▶ _Assignment_:
Show every line from the data below that includes "could".

Dataset entries
use thiserror::Error;

/// Result type for lifecycle state operations.
pub type Result<T> = std::result::Result<T, Error>;

/// Errors that can occur in this crate.
#[derive(Debug, Error)]
pub enum Error {
    /// Lock file contents could not be decoded.
    #[error("corrupt lock file: {0}")]
    Deserialize(#[source] serde_json::Error),

    /// IO operation failed.
    #[error("{0}: {1}")]
    Io(&'static str, #[source] std::io::Error),

    /// State could not be encoded.
    #[error("serialization error: {0}")]
    Serialize(#[source] serde_json::Error),
}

▶ _Exercise answer_:
    /// Lock file contents could not be decoded.
    /// State could not be encoded.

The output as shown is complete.